To date 38 states out of 55 have signed the SAATM and 18 states have signed the Memorandum of Implementation committing to bring their air services agreements in line with the Yamoussoukro decision. The implementation of the SAATM is based on a comprehensive plan involving all stakeholders in the aviation sector in Africa.

While it is true that the implementation is laborious, it must be recognized that a lot of progress has been made. In other parts of the world we have seen the same phenomenon. Liberalization does not happen overnight. It is an irreversible process because everyone recognizes the expected benefits.

Some states are willing to protect their national carriers by delaying the implementation of liberalization. This is not a guarantee of sustainability for air transport in these countries. We need to start by ensuring implementation by the 38 signatory states. The other states will follow sooner or later.

There is a Joint Prioritised Action Plan with set KPIs amongst the concerned stakeholders and these are reviewed annually to track progress.The liberalization of the air transport industry in the continent through the implementation of the YD and operationalization SAATM will create a more regionally integrated continent.

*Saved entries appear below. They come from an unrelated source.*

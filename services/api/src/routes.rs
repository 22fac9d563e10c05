use std::sync::atomic::Ordering;
use std::sync::Arc;

use admission_portal::workflows::admission::{
    Account, Application, ApplicationId, ApplicationPayload, AttachmentRef, Draft, DraftId,
    DraftSummary, NewAccount, OfficeUsePatch, OwnerId, SavedDraft,
};
use axum::extract::{FromRequestParts, Multipart, Path, State};
use axum::http::request::Parts;
use axum::http::{header, StatusCode};
use axum::response::{IntoResponse, Response};
use axum::routing::{get, post};
use axum::{Extension, Json, Router};
use serde::Deserialize;
use serde_json::json;
use tracing::{debug, info};

use crate::infra::{AppState, BackendError, PortalBackend};

type Backend = State<Arc<PortalBackend>>;

/// REST endpoints of the portal's collaborators, backed by [`PortalBackend`].
pub fn portal_router(backend: Arc<PortalBackend>) -> Router {
    Router::new()
        .route(
            "/api/drafts",
            post(save_draft_handler).get(list_drafts_handler),
        )
        .route(
            "/api/drafts/:draft_id",
            get(get_draft_handler).delete(delete_draft_handler),
        )
        .route(
            "/api/applications",
            post(create_application_handler).get(list_applications_handler),
        )
        .route(
            "/api/applications/:application_id",
            get(get_application_handler),
        )
        .route(
            "/api/applications/office-use/:application_id",
            post(office_use_handler),
        )
        .route("/api/files/upload", post(upload_handler))
        .route("/api/admin/register-user", post(register_user_handler))
        .with_state(backend)
}

pub(crate) fn with_portal_routes(backend: Arc<PortalBackend>) -> Router {
    portal_router(backend)
        .route("/health", get(healthcheck))
        .route("/ready", get(readiness_endpoint))
        .route("/metrics", get(metrics_endpoint))
}

impl IntoResponse for BackendError {
    fn into_response(self) -> Response {
        let status = match &self {
            BackendError::NotFound => StatusCode::NOT_FOUND,
            BackendError::Forbidden(_) => StatusCode::FORBIDDEN,
            BackendError::Conflict(_) => StatusCode::CONFLICT,
            BackendError::Invalid(_) => StatusCode::BAD_REQUEST,
            BackendError::Unavailable(_) => StatusCode::INTERNAL_SERVER_ERROR,
        };
        (status, Json(json!({ "error": self.to_string() }))).into_response()
    }
}

/// Signed-in user taken from `Authorization: Bearer <user>`.
pub(crate) struct Owner(pub(crate) OwnerId);

#[axum::async_trait]
impl<S> FromRequestParts<S> for Owner
where
    S: Send + Sync,
{
    type Rejection = Response;

    async fn from_request_parts(parts: &mut Parts, _state: &S) -> Result<Self, Self::Rejection> {
        let token = parts
            .headers
            .get(header::AUTHORIZATION)
            .and_then(|value| value.to_str().ok())
            .and_then(|value| value.strip_prefix("Bearer "))
            .map(str::trim)
            .filter(|token| !token.is_empty());

        match token {
            Some(token) => Ok(Owner(OwnerId(token.to_string()))),
            None => Err((
                StatusCode::UNAUTHORIZED,
                Json(json!({ "error": "missing bearer token" })),
            )
                .into_response()),
        }
    }
}

#[derive(Debug, Deserialize)]
#[serde(rename_all = "camelCase")]
pub(crate) struct SaveDraftBody {
    #[serde(default)]
    draft_id: Option<DraftId>,
    #[serde(default)]
    owner: Option<OwnerId>,
    #[serde(default)]
    payload: ApplicationPayload,
}

pub(crate) async fn save_draft_handler(
    State(backend): Backend,
    Owner(owner): Owner,
    Json(body): Json<SaveDraftBody>,
) -> Result<Json<SavedDraft>, BackendError> {
    if let Some(claimed) = body.owner.as_ref().filter(|claimed| *claimed != &owner) {
        return Err(BackendError::Forbidden(format!("owner {claimed}")));
    }
    let saved = backend.save_draft(&owner, body.draft_id, body.payload)?;
    debug!(draft_id = %saved.draft_id, %owner, "draft stored");
    Ok(Json(saved))
}

pub(crate) async fn list_drafts_handler(
    State(backend): Backend,
    Owner(owner): Owner,
) -> Json<Vec<DraftSummary>> {
    Json(backend.drafts_for(&owner))
}

pub(crate) async fn get_draft_handler(
    State(backend): Backend,
    Owner(owner): Owner,
    Path(draft_id): Path<String>,
) -> Result<Json<Draft>, BackendError> {
    backend.draft(&owner, &DraftId(draft_id)).map(Json)
}

pub(crate) async fn delete_draft_handler(
    State(backend): Backend,
    Owner(owner): Owner,
    Path(draft_id): Path<String>,
) -> Result<StatusCode, BackendError> {
    backend.delete_draft(&owner, &DraftId(draft_id))?;
    Ok(StatusCode::NO_CONTENT)
}

pub(crate) async fn create_application_handler(
    State(backend): Backend,
    Owner(_): Owner,
    Json(payload): Json<ApplicationPayload>,
) -> Result<(StatusCode, Json<Application>), BackendError> {
    let (application, created) = backend.create_application(payload)?;
    let status = if created {
        StatusCode::CREATED
    } else {
        StatusCode::OK
    };
    Ok((status, Json(application)))
}

pub(crate) async fn list_applications_handler(
    State(backend): Backend,
    Owner(_): Owner,
) -> Json<Vec<Application>> {
    Json(backend.applications())
}

pub(crate) async fn get_application_handler(
    State(backend): Backend,
    Owner(_): Owner,
    Path(application_id): Path<String>,
) -> Result<Json<Application>, BackendError> {
    backend.application(&ApplicationId(application_id)).map(Json)
}

pub(crate) async fn office_use_handler(
    State(backend): Backend,
    Owner(_): Owner,
    Path(application_id): Path<String>,
    Json(patch): Json<OfficeUsePatch>,
) -> Result<Json<Application>, BackendError> {
    let application_id = ApplicationId(application_id);
    let updated = backend.update_office_use(&application_id, &patch)?;
    info!(
        %application_id,
        status = updated.status.label(),
        account_flag = updated.office_use_only.student_account_created,
        "office-use data updated"
    );
    Ok(Json(updated))
}

pub(crate) async fn upload_handler(
    State(backend): Backend,
    Owner(_): Owner,
    mut multipart: Multipart,
) -> Result<Json<AttachmentRef>, BackendError> {
    while let Some(field) = multipart
        .next_field()
        .await
        .map_err(|err| BackendError::Invalid(err.to_string()))?
    {
        if field.name() != Some("file") {
            continue;
        }
        let file_name = field.file_name().unwrap_or("upload.bin").to_string();
        let content_type = field.content_type().map(str::to_string);
        let bytes = field
            .bytes()
            .await
            .map_err(|err| BackendError::Invalid(err.to_string()))?;
        let attachment = backend.store_file(file_name, content_type, &bytes)?;
        info!(url = %attachment.url, size = bytes.len(), "file stored");
        return Ok(Json(attachment));
    }

    Err(BackendError::Invalid(
        "multipart field 'file' is required".to_string(),
    ))
}

pub(crate) async fn register_user_handler(
    State(backend): Backend,
    Owner(_): Owner,
    Json(account): Json<NewAccount>,
) -> Result<(StatusCode, Json<Account>), BackendError> {
    let account = backend.register_user(account)?;
    info!(email = %account.email, role = %account.role, "user registered");
    Ok((StatusCode::CREATED, Json(account)))
}

pub(crate) async fn healthcheck() -> Json<serde_json::Value> {
    Json(json!({ "status": "ok" }))
}

pub(crate) async fn readiness_endpoint(Extension(state): Extension<AppState>) -> impl IntoResponse {
    let ready = state.readiness.load(Ordering::Relaxed);
    let status = if ready {
        StatusCode::OK
    } else {
        StatusCode::SERVICE_UNAVAILABLE
    };

    let payload = if ready {
        json!({ "status": "ready" })
    } else {
        json!({ "status": "initializing" })
    };

    (status, Json(payload))
}

pub(crate) async fn metrics_endpoint(Extension(state): Extension<AppState>) -> impl IntoResponse {
    (
        StatusCode::OK,
        [(header::CONTENT_TYPE, "text/plain; version=0.0.4")],
        state.metrics.render(),
    )
}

5. AFRAA recently concluded its 2021 fuel programme for the period 2021-2022 under the framework of the AFRAA fuel project. Why was this initiative created?

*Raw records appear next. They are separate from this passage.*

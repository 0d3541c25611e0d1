//! Packet trace rendering for the AVF input node.

use crate::registry::{InterfaceNames, NodeGraph};
use crate::sink::{Render, TextSink};
use avf_types::DescriptorTrace;
use tracing::debug;

/// Shown when a collaborator cannot resolve a name.
const UNRESOLVED: &str = "<unknown>";

/// One traced packet with its interface and next-node names resolved.
#[derive(Debug, Clone, Copy)]
pub struct InputTrace<'a> {
    trace: &'a DescriptorTrace,
    if_name: &'a str,
    next_node: &'a str,
}

impl<'a> InputTrace<'a> {
    pub fn new(trace: &'a DescriptorTrace, if_name: &'a str, next_node: &'a str) -> Self {
        InputTrace {
            trace,
            if_name,
            next_node,
        }
    }

    /// Resolves the header names through the interface registry and the
    /// processing graph of the input node `node_index`.
    pub fn resolve<I, G>(
        trace: &'a DescriptorTrace,
        node_index: u32,
        interfaces: &'a I,
        graph: &'a G,
    ) -> Self
    where
        I: InterfaceNames + ?Sized,
        G: NodeGraph + ?Sized,
    {
        let if_name = interfaces.hw_if_name(trace.hw_if_index).unwrap_or_else(|| {
            debug!(hw_if_index = trace.hw_if_index, "trace for unknown interface");
            UNRESOLVED
        });
        let next_node = graph
            .next_node_name(node_index, trace.next_index)
            .unwrap_or_else(|| {
                debug!(node_index, next_index = trace.next_index, "unknown next node");
                UNRESOLVED
            });
        Self::new(trace, if_name, next_node)
    }
}

impl Render for InputTrace<'_> {
    fn render(&self, out: &mut TextSink) {
        let indent = out.indent();
        let t = self.trace;

        write!(
            out,
            "avf: {} ({}) qid {} next-node {} flow-id {}",
            self.if_name, t.hw_if_index, t.qid, self.next_node, t.flow_id
        );

        let chain = t.chain();
        for (i, qw1) in chain.iter().enumerate() {
            out.newline(indent + 2);
            write!(
                out,
                "desc {}: status 0x{:x} error 0x{:x} ptype 0x{:x} len {}",
                i,
                qw1.status(),
                qw1.error(),
                qw1.ptype(),
                qw1.pkt_len()
            );
        }

        if runs_past_bound(t) {
            debug!(
                hw_if_index = t.hw_if_index,
                qid = t.qid,
                words = t.qw1s.len(),
                "descriptor chain has no EOP within bound"
            );
        }
    }
}

/// True when the chain fills every slot without reaching an EOP.
fn runs_past_bound(trace: &DescriptorTrace) -> bool {
    !trace.is_complete() && trace.chain().len() == DescriptorTrace::MAX_DESC_IN_CHAIN
}
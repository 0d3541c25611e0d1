//! avfdiag: offline diagnostics for AVF virtual function devices.
//!
//! Loads a driver state snapshot and renders the device, VLAN, statistics
//! and packet trace reports produced by the `avf-format` renderers.

pub mod commands;
pub mod config;
pub mod error;
pub mod snapshot;

pub use commands::Command;
pub use config::{DiagConfig, DEFAULT_CONFIG_PATH};
pub use error::{DiagError, DiagResult};
pub use snapshot::Snapshot;
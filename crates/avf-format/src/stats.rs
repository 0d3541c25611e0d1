//! Statistics rendering.

use crate::sink::{Render, TextSink};
use avf_types::{EthStats, StatField, ETH_STATS_FIELDS};

/// Width the statistic name is padded to.
const NAME_WIDTH: usize = 20;

/// Renders `current - baseline` for every field whose delta is non-zero.
///
/// Output is a `stats:` header followed by one `name = delta` line per
/// changed field, indented one step under the header. Nothing at all is
/// rendered if no field changed.
pub struct StatDeltas<'a, S = EthStats> {
    fields: &'a [StatField<S>],
    current: &'a S,
    baseline: &'a S,
}

impl<'a, S> StatDeltas<'a, S> {
    pub fn new(fields: &'a [StatField<S>], current: &'a S, baseline: &'a S) -> Self {
        StatDeltas {
            fields,
            current,
            baseline,
        }
    }

    /// Returns the non-zero deltas in field order.
    pub fn deltas(&self) -> Vec<(&'static str, i128)> {
        self.fields
            .iter()
            .map(|field| {
                let current = i128::from((field.get)(self.current));
                let baseline = i128::from((field.get)(self.baseline));
                (field.name, current - baseline)
            })
            .filter(|(_, delta)| *delta != 0)
            .collect()
    }
}

impl<'a> StatDeltas<'a, EthStats> {
    /// Deltas over every virtchnl ethernet statistic.
    pub fn eth(current: &'a EthStats, baseline: &'a EthStats) -> Self {
        Self::new(ETH_STATS_FIELDS, current, baseline)
    }
}

impl<S> Render for StatDeltas<'_, S> {
    fn render(&self, out: &mut TextSink) {
        let deltas = self.deltas();
        if deltas.is_empty() {
            return;
        }

        let indent = out.indent();
        out.push_str("stats:");
        for (name, delta) in deltas {
            out.newline(indent + 2);
            write!(out, "{:<width$} = {}", name, delta, width = NAME_WIDTH);
        }
    }
}

/// Renders every field of one snapshot, zero or not, one per line.
pub struct StatValues<'a, S = EthStats> {
    fields: &'a [StatField<S>],
    stats: &'a S,
}

impl<'a, S> StatValues<'a, S> {
    pub fn new(fields: &'a [StatField<S>], stats: &'a S) -> Self {
        StatValues { fields, stats }
    }
}

impl<'a> StatValues<'a, EthStats> {
    pub fn eth(stats: &'a EthStats) -> Self {
        Self::new(ETH_STATS_FIELDS, stats)
    }
}

impl<S> Render for StatValues<'_, S> {
    fn render(&self, out: &mut TextSink) {
        let indent = out.indent();
        for (i, field) in self.fields.iter().enumerate() {
            if i > 0 {
                out.newline(indent);
            }
            write!(
                out,
                "{:<width$} = {}",
                field.name,
                (field.get)(self.stats),
                width = NAME_WIDTH
            );
        }
    }
}
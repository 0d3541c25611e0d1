//! avfdiag entry point.

use std::path::PathBuf;
use std::process::ExitCode;

use anyhow::Context;
use clap::Parser;
use tracing::{debug, error};
use tracing_subscriber::EnvFilter;

use avfdiag::{Command, DiagConfig, Snapshot};

/// AVF virtual function diagnostics
#[derive(Parser, Debug)]
#[command(name = "avfdiag")]
#[command(author, version, about, long_about = None)]
struct Args {
    /// Configuration file (default: /etc/avfdiag/avfdiag.toml)
    #[arg(short = 'c', long)]
    config: Option<PathBuf>,

    /// Driver snapshot file, overrides the configured path
    #[arg(short = 's', long)]
    snapshot: Option<PathBuf>,

    /// Log level (off, error, warn, info, debug, trace)
    #[arg(short = 'l', long)]
    log_level: Option<String>,

    /// Graph node index of the AVF input node
    #[arg(long)]
    trace_node_index: Option<u32>,

    #[command(subcommand)]
    command: Command,
}

/// Logs go to stderr so report output on stdout stays clean.
/// `RUST_LOG` takes precedence over the configured level.
fn init_logging(level: &str) {
    let filter = EnvFilter::try_from_default_env().unwrap_or_else(|_| EnvFilter::new(level));

    tracing_subscriber::fmt()
        .with_env_filter(filter)
        .with_writer(std::io::stderr)
        .with_target(false)
        .init();
}

fn load_config(args: &Args) -> anyhow::Result<DiagConfig> {
    let config = DiagConfig::load(args.config.as_deref())?.with_overrides(
        args.snapshot.clone(),
        args.log_level.clone(),
        args.trace_node_index,
    )?;
    Ok(config)
}

fn report(command: &Command, config: &DiagConfig) -> anyhow::Result<String> {
    let snapshot = Snapshot::from_file(&config.snapshot_path)?;
    command
        .run(&snapshot, config)
        .with_context(|| format!("{} failed", command.label()))
}

fn main() -> ExitCode {
    let args = Args::parse();

    // Logging is configured from the file, so config errors go straight to stderr.
    let config = match load_config(&args) {
        Ok(config) => config,
        Err(e) => {
            eprintln!("avfdiag: {:#}", e);
            return ExitCode::FAILURE;
        }
    };
    init_logging(&config.log_level);
    debug!(?config, "configuration loaded");

    match report(&args.command, &config) {
        Ok(text) => {
            if !text.is_empty() {
                println!("{}", text);
            }
            ExitCode::SUCCESS
        }
        Err(e) => {
            error!("{:#}", e);
            ExitCode::FAILURE
        }
    }
}
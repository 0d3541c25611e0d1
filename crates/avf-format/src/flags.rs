//! Bitmask to label list decoding.

use crate::sink::{Render, TextSink};
use avf_types::LabelTable;
use std::fmt;

/// Returns the indices of the set bits in `mask`, lowest first.
pub fn set_bits(mask: u32) -> impl Iterator<Item = u32> {
    (0..32).filter(move |bit| mask & (1u32 << *bit) != 0)
}

/// One decoded bit: its table label, or the raw index if unmapped.
#[derive(Debug, Clone, Copy, PartialEq, Eq)]
pub enum FlagLabel {
    Known(&'static str),
    Unknown(u32),
}

impl fmt::Display for FlagLabel {
    fn fmt(&self, f: &mut fmt::Formatter<'_>) -> fmt::Result {
        match self {
            FlagLabel::Known(label) => f.write_str(label),
            FlagLabel::Unknown(bit) => write!(f, "unknown({})", bit),
        }
    }
}

/// Decodes every set bit of `mask` against `table`, in ascending bit order.
pub fn decode(mask: u32, table: &LabelTable) -> impl Iterator<Item = FlagLabel> + '_ {
    set_bits(mask).map(move |bit| match table.get(bit) {
        Some(label) => FlagLabel::Known(label),
        None => FlagLabel::Unknown(bit),
    })
}

/// Bits of `mask` that `table` has no label for.
pub fn unmapped_bits(mask: u32, table: &LabelTable) -> u32 {
    mask & !table.known_mask()
}

/// Renders a bitmask as space-separated labels.
///
/// A zero mask renders nothing.
#[derive(Debug, Clone, Copy)]
pub struct Flags<'a> {
    mask: u32,
    table: &'a LabelTable,
}

impl<'a> Flags<'a> {
    pub fn new(mask: u32, table: &'a LabelTable) -> Self {
        Flags { mask, table }
    }
}

impl Render for Flags<'_> {
    fn render(&self, out: &mut TextSink) {
        let unknown = unmapped_bits(self.mask, self.table);
        if unknown != 0 {
            tracing::debug!(table = self.table.name(), unknown, "unmapped bits set");
        }

        for (i, label) in decode(self.mask, self.table).enumerate() {
            if i > 0 {
                out.push(' ');
            }
            write!(out, "{}", label);
        }
    }
}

AFRAA has concluded its 2021 fuel programme for the period 2021-2022 under the framework of the AFRAA fuel project. The programme, which runs on an annual basis, has achieved a total of $55million (Sh6.03billion) cost savings to the participating airlines since its establishment in 2012.

Fuel is the most significant component of operating costs of flight operations. Fuel costs are significantly higher in Africa compared to the rest of the world. High fuel costs and other expensive charges drive down the competitiveness of African air carriers. As a result, African airlines’ available seat-kilometer costs are much higher than the industry average.

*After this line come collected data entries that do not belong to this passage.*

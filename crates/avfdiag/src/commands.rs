//! Report commands.
//!
//! Each command renders into a [`TextSink`] and returns the text; the
//! caller decides where it goes.

use clap::Subcommand;

use crate::config::DiagConfig;
use crate::error::{DiagError, DiagResult};
use crate::snapshot::Snapshot;
use avf_format::{
    DeviceName, DeviceRegistry, DeviceReport, FormatError, InputTrace, RecordedPciAddress,
    StatDeltas, StatValues, TextSink, VlanCapsView,
};
use avf_types::Device;

/// Indentation of report bodies under their device header.
const BODY_INDENT: usize = 2;

#[derive(Subcommand, Debug, Clone, PartialEq, Eq)]
pub enum Command {
    /// Show the status report of one device, or of every device
    Device {
        /// Device instance id
        id: Option<u32>,
    },

    /// Show the display name of a device
    Name {
        /// Device instance id
        id: u32,
    },

    /// Show negotiated VLAN capabilities of a device
    Vlan {
        /// Device instance id
        id: u32,
    },

    /// Show ethernet statistics of a device
    Stats {
        /// Device instance id
        id: u32,

        /// Only show counters changed since they were last cleared
        #[arg(short = 'd', long)]
        delta: bool,
    },

    /// Show captured packet traces
    Trace {
        /// Only show traces from this hardware interface index
        #[arg(long)]
        hw_if_index: Option<u32>,
    },
}

impl Command {
    /// Short operator-facing name used in error messages.
    pub fn label(&self) -> String {
        match self {
            Command::Device { id: Some(id) } => format!("device {}", id),
            Command::Device { id: None } => "device".to_string(),
            Command::Name { id } => format!("name {}", id),
            Command::Vlan { id } => format!("vlan {}", id),
            Command::Stats { id, .. } => format!("stats {}", id),
            Command::Trace { .. } => "trace".to_string(),
        }
    }

    /// Runs the command against a loaded snapshot.
    pub fn run(&self, snapshot: &Snapshot, config: &DiagConfig) -> DiagResult<String> {
        let mut out = TextSink::new();

        match self {
            Command::Device { id: Some(id) } => {
                let report = DeviceReport::lookup(snapshot, *id)?;
                device_section(&mut out, report);
            }
            Command::Device { id: None } => {
                for (i, dev) in snapshot.devices.iter().enumerate() {
                    if i > 0 {
                        out.newline(0);
                    }
                    device_section(&mut out, DeviceReport::new(dev));
                }
            }
            Command::Name { id } => {
                let dev = lookup(snapshot, *id)?;
                out.put(&DeviceName::new(dev, &RecordedPciAddress));
            }
            Command::Vlan { id } => {
                let dev = lookup(snapshot, *id)?;
                let caps = dev
                    .vlan_caps
                    .as_ref()
                    .ok_or_else(|| FormatError::no_vlan_caps(*id))?;
                header(&mut out, dev);
                out.put(&VlanCapsView(caps));
            }
            Command::Stats { id, delta } => {
                let dev = lookup(snapshot, *id)?;
                header(&mut out, dev);
                if *delta {
                    let deltas = StatDeltas::eth(&dev.eth_stats, &dev.last_cleared_eth_stats);
                    if deltas.deltas().is_empty() {
                        out.push_str("no counters changed");
                    } else {
                        out.put(&deltas);
                    }
                } else {
                    out.put(&StatValues::eth(&dev.eth_stats));
                }
            }
            Command::Trace { hw_if_index } => {
                for (i, trace) in snapshot.traces_for(*hw_if_index).enumerate() {
                    if i > 0 {
                        out.newline(0);
                    }
                    write!(out, "Packet {}", i + 1);
                    out.newline(BODY_INDENT);
                    out.put(&InputTrace::resolve(
                        trace,
                        config.trace_node_index,
                        snapshot,
                        snapshot,
                    ));
                }
            }
        }

        Ok(out.into_string())
    }
}

fn lookup(snapshot: &Snapshot, id: u32) -> DiagResult<&Device> {
    snapshot
        .device(id)
        .ok_or_else(|| DiagError::from(FormatError::device_not_found(id)))
}

/// Writes the device name and moves to an indented body line.
fn header(out: &mut TextSink, dev: &Device) {
    out.put(&DeviceName::new(dev, &RecordedPciAddress));
    out.newline(BODY_INDENT);
}

fn device_section(out: &mut TextSink, report: DeviceReport<'_>) {
    header(out, report.device());
    out.put(&report);
}
//! Static label tables for bitmask and enumerant decoding.
//!
//! Each table is a sparse, ordered list of `(key, label)` pairs. For the
//! flag tables the key is a bit index (0-31); for the link speed table it
//! is the enumerant value itself.

/// A static mapping from a bit index or enumerant value to a display label.
#[derive(Debug, Clone, Copy, PartialEq, Eq)]
pub struct LabelTable {
    name: &'static str,
    entries: &'static [(u32, &'static str)],
}

impl LabelTable {
    /// Creates a table from a static list of `(key, label)` entries.
    pub const fn new(name: &'static str, entries: &'static [(u32, &'static str)]) -> Self {
        LabelTable { name, entries }
    }

    /// Returns the table name (used in log output only).
    pub const fn name(&self) -> &'static str {
        self.name
    }

    /// Returns the label for `key`, if the table has one.
    pub fn get(&self, key: u32) -> Option<&'static str> {
        self.entries
            .iter()
            .find(|(k, _)| *k == key)
            .map(|(_, label)| *label)
    }

    /// Returns the raw entries in declaration order.
    pub const fn entries(&self) -> &'static [(u32, &'static str)] {
        self.entries
    }

    /// Returns the mask of every bit index present in the table.
    ///
    /// Only meaningful for bit-indexed tables.
    pub fn known_mask(&self) -> u32 {
        self.entries
            .iter()
            .filter(|(k, _)| *k < 32)
            .fold(0u32, |mask, (k, _)| mask | (1u32 << *k))
    }
}

/// Driver-side device state flags, keyed by bit index.
pub static DEVICE_FLAG_LABELS: LabelTable = LabelTable::new(
    "device-flags",
    &[
        (0, "initialized"),
        (1, "error"),
        (2, "admin-up"),
        (3, "vaddr-dma"),
        (4, "link-up"),
        (5, "shared-txq-lock"),
        (6, "elog"),
        (7, "promisc"),
        (8, "rx-interrupts"),
        (9, "rx-flow-offload"),
    ],
);

/// Negotiated virtchnl VF capability (offload) flags, keyed by bit index.
pub static VF_CAP_FLAG_LABELS: LabelTable = LabelTable::new(
    "vf-cap-flags",
    &[
        (0, "l2"),
        (1, "iwarp"),
        (2, "rsvd"),
        (3, "rss-aq"),
        (4, "rss-reg"),
        (5, "wb-on-itr"),
        (6, "req-queues"),
        (7, "adv-link-speed"),
        (9, "large-num-qpairs"),
        (15, "vlan-v2"),
        (16, "vlan"),
        (17, "rx-polling"),
        (18, "rss-pctype-v2"),
        (19, "rss-pf"),
        (20, "encap"),
        (21, "encap-csum"),
        (22, "rx-encap-csum"),
        (23, "offload-adq"),
        (24, "offload-adq-v2"),
        (25, "offload-uso"),
        (26, "offload-rx-flex-desc"),
        (27, "offload-adv-rss-pf"),
        (28, "offload-fdir-pf"),
        (30, "dcf"),
    ],
);

/// virtchnl VLAN support bits (ethertypes, tag locations, modifiers).
pub static VLAN_SUPPORT_LABELS: LabelTable = LabelTable::new(
    "vlan-support",
    &[
        (0, "dot1Q"),
        (1, "dot1AD"),
        (2, "QinQ"),
        (8, "l2tag1"),
        (9, "l2tag2"),
        (10, "l2tag2_2"),
        (24, "prio"),
        (28, "filter-mask"),
        (29, "etype-and"),
        (30, "etype-xor"),
        (31, "toggle"),
    ],
);

/// virtchnl link speed enumerants, keyed by value.
pub static LINK_SPEED_LABELS: LabelTable = LabelTable::new(
    "link-speed",
    &[
        (1 << 0, "2.5 Gbps"),
        (1 << 1, "100 Mbps"),
        (1 << 2, "1 Gbps"),
        (1 << 3, "10 Gbps"),
        (1 << 4, "40 Gbps"),
        (1 << 5, "20 Gbps"),
        (1 << 6, "25 Gbps"),
        (1 << 7, "5 Gbps"),
    ],
);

AFRAA’s fuel programme is aimed to reduce fuel cost for members.

6. Are there any growth opportunities for African airlines and specifically national carriers?

Air transport plays an important role for the economic and social integration of the African continent.

afraa berthe, the starThe key elements for the success of air transport in Africa are in particular: The high growth rate of most of the economies of African states, the youth of the population and the gradual emergence of an increasingly dynamic middle class and the weakness of land infrastructures on a vast continent which gives a more important role to air transport.

The African Continental Free Trade Area (AfCFTA) is another great opportunity to transform Africa’s economy African Continental Free Trade Area (AfCFTA) and air transport sector because traffic follows trade. AfCFTA operationalization could boost the Intra Africa trade by 52 per cent by 2022.

7. What are AFRAA's current priorities for the aviation sector in 2021?

Sustainability of the African airline industry is among AFRAA’s top priorities. Excessive taxes, charges and fees make African airlines less competitive since these levies have significant impact on the financial performance of airlines operating in a high cost environment. It is against this backdrop that AFRAA continuously establishes initiatives and joint projects for its members.

The recovery from the unprecedented Covid-19 crisis is another priority. To achieve this objective, AFRAA continues to call for: lifting travel restrictions, harmonization of health screening protocols, financial support to the aviation sector.

8. What are AFRAA’s recommendation in regards to the recovery of the African aviation industry and protecting passengers?

We are convinced that recovery pathways must be grounded in collaboration and strategic rethinking of business models within the industry. The evolution of the virus remains unpredictable; therefore the need for coordinated efforts by African States, aviation stakeholders and partners for the sustainable recovery of the air travel industry is now more than ever a key building block for success.

The implementation of the ICAO CART guidelines by states is also critical for the protecting air travelers and bringing stakeholders’ confidence.